* WHAT THIS TASK INVOLVES:
Your answer should consist of the lines in the listing that hold "QueryFilter".

* ENTRIES PROVIDED:
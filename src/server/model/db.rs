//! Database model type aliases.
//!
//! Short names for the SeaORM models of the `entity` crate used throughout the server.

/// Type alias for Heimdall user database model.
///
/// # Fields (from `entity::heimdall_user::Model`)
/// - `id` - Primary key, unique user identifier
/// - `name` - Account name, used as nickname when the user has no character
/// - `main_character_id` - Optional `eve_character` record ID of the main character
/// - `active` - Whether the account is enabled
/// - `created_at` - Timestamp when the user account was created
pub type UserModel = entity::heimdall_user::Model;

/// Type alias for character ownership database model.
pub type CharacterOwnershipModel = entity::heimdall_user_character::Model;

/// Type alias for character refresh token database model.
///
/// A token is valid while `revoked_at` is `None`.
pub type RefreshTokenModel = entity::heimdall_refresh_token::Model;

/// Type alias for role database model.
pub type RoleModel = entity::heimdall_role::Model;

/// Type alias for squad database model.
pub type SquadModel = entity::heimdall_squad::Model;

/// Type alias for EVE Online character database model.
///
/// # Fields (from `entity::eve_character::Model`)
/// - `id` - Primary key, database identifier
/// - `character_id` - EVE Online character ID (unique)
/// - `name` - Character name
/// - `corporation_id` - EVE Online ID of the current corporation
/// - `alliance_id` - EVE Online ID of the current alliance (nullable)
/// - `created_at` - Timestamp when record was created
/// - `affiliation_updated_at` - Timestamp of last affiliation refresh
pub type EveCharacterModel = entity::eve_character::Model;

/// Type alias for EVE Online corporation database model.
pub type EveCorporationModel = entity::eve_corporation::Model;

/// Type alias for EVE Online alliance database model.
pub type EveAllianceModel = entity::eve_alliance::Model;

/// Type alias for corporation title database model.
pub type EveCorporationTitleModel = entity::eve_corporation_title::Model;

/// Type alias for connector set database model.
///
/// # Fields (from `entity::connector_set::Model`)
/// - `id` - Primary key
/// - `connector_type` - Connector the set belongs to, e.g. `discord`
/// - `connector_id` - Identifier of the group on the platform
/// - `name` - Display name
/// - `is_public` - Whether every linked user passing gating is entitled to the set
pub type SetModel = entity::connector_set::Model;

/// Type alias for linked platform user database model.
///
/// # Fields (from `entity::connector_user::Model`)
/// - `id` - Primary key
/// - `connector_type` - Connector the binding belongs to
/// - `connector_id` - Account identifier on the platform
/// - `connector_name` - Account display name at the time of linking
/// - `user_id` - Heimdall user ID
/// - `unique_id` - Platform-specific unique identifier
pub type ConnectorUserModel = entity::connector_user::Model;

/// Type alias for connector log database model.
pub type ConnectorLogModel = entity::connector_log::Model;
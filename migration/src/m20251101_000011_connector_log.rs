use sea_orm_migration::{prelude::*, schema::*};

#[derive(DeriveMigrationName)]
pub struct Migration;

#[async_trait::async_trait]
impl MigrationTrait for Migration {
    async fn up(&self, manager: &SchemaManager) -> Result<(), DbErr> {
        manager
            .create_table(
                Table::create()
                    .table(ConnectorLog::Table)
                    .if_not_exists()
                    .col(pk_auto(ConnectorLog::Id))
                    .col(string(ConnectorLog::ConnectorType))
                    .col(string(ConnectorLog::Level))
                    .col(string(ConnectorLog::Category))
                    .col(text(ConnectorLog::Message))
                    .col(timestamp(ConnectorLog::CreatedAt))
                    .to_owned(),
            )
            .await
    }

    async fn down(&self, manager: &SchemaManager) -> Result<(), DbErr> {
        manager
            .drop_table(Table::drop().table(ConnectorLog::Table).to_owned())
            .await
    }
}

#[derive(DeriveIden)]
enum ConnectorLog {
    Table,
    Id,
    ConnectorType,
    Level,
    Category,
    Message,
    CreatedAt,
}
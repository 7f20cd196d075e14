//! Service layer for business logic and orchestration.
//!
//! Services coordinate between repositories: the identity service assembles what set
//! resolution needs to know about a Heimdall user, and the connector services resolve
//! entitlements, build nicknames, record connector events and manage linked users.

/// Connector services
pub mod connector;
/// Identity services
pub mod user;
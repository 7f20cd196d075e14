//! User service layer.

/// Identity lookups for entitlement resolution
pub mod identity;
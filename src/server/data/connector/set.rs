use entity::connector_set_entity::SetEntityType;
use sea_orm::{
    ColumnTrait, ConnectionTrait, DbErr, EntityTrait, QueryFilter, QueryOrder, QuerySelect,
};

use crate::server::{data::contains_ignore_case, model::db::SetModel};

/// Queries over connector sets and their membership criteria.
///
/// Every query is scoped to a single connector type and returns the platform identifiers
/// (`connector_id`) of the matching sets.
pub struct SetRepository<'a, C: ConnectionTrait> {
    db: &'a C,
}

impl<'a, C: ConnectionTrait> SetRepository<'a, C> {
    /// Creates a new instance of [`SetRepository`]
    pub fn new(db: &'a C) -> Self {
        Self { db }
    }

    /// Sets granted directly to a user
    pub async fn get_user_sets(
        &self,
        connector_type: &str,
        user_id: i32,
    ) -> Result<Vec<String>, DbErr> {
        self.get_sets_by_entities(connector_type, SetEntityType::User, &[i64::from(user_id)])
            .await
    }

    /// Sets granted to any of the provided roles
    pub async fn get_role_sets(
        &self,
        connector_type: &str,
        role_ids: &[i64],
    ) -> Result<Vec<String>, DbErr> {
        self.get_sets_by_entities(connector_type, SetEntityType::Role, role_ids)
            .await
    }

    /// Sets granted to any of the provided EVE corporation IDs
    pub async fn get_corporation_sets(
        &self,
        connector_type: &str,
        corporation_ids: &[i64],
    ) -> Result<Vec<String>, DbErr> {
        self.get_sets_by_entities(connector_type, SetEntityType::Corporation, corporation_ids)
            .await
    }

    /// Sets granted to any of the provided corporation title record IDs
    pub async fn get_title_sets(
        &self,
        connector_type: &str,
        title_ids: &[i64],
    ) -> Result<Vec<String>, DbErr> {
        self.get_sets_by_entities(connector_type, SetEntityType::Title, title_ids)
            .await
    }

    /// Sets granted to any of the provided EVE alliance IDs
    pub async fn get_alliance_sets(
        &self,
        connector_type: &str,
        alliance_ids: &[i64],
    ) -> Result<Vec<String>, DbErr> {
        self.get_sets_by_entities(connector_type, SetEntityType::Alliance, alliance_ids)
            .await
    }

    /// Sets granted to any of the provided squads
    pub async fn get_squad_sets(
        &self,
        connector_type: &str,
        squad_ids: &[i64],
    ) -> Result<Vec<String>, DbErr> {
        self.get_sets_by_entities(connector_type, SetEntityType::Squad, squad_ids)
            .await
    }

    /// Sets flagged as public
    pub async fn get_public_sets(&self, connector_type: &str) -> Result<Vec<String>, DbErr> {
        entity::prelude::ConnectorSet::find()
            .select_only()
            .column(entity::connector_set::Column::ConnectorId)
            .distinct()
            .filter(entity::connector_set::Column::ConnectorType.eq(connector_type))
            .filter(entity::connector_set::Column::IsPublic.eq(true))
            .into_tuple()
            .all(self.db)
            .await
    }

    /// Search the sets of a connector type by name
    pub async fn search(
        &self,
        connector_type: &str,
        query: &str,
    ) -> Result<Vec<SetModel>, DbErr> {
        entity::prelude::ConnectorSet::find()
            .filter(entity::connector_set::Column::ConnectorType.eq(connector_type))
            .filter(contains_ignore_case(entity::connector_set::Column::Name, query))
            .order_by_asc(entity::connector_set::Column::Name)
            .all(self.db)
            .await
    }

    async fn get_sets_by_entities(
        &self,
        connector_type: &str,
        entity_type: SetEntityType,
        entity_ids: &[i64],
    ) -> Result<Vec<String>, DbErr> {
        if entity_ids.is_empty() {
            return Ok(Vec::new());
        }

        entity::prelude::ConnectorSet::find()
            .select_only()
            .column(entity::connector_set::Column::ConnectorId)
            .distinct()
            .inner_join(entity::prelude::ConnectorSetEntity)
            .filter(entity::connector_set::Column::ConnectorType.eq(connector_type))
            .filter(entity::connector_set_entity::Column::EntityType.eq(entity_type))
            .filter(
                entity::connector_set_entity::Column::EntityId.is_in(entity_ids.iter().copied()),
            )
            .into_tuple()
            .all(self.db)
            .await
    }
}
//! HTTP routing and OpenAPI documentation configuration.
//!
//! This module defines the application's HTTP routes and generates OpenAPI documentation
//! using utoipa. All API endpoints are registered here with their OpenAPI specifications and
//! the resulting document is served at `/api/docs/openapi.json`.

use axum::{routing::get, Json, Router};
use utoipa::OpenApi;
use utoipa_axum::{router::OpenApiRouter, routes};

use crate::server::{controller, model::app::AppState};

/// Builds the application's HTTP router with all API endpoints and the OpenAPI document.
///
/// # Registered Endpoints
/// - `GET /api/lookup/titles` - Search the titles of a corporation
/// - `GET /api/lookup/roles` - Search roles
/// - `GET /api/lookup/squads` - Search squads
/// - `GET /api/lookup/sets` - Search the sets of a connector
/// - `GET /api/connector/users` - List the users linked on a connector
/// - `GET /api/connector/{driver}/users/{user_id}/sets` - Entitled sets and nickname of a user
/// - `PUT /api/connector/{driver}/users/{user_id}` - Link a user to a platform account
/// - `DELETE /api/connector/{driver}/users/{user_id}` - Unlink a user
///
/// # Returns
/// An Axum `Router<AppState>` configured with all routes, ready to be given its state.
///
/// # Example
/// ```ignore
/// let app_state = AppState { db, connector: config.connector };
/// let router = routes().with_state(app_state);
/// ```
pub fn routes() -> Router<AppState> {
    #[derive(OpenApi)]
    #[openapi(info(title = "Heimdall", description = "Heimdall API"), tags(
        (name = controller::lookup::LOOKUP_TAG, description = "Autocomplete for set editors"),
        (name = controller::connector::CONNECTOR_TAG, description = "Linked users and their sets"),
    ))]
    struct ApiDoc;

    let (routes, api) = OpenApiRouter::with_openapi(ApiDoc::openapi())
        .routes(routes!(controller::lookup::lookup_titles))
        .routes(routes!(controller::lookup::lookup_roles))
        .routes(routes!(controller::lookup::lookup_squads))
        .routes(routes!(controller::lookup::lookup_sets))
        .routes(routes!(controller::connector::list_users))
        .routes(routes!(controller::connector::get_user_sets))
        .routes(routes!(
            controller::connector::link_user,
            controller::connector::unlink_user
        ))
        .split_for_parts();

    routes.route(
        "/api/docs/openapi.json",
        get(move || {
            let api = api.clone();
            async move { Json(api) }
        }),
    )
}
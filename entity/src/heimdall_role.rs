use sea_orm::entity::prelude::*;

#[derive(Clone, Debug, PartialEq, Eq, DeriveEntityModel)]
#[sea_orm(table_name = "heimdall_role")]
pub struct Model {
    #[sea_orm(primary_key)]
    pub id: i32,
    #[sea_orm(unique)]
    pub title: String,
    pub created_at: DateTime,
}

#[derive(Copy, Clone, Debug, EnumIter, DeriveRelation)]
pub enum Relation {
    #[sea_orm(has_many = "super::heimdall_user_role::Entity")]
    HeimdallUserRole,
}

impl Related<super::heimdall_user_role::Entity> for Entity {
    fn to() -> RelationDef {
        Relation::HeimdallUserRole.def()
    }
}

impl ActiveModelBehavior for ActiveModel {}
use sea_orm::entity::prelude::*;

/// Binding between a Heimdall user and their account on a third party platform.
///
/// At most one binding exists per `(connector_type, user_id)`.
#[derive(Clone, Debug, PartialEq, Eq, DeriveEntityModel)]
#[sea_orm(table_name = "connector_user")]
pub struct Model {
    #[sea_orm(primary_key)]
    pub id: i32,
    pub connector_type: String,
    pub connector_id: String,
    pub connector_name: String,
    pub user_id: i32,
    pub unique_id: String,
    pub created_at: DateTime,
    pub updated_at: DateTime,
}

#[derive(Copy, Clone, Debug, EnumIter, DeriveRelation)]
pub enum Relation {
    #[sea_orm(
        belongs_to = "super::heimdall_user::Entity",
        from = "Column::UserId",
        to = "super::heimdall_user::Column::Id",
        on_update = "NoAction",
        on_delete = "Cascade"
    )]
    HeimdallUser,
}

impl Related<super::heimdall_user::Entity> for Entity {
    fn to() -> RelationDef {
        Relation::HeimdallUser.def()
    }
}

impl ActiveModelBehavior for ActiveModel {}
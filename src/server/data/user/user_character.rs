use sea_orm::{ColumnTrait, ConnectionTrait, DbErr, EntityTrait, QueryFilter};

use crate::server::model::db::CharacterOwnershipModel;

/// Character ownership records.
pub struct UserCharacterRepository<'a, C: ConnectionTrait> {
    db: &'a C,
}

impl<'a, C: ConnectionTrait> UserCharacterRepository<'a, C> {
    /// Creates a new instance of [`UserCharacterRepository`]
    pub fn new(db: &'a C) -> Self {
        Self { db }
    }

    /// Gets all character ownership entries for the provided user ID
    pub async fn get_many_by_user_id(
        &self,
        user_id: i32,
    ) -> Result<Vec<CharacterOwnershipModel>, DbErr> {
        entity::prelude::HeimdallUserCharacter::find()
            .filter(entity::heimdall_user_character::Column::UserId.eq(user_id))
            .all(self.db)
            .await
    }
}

* RESPONSE BOX:
    ColumnTrait, ConnectionTrait, DbErr, EntityTrait, QueryFilter, QueryOrder, QuerySelect,
use sea_orm::{ColumnTrait, ConnectionTrait, DbErr, EntityTrait, QueryFilter};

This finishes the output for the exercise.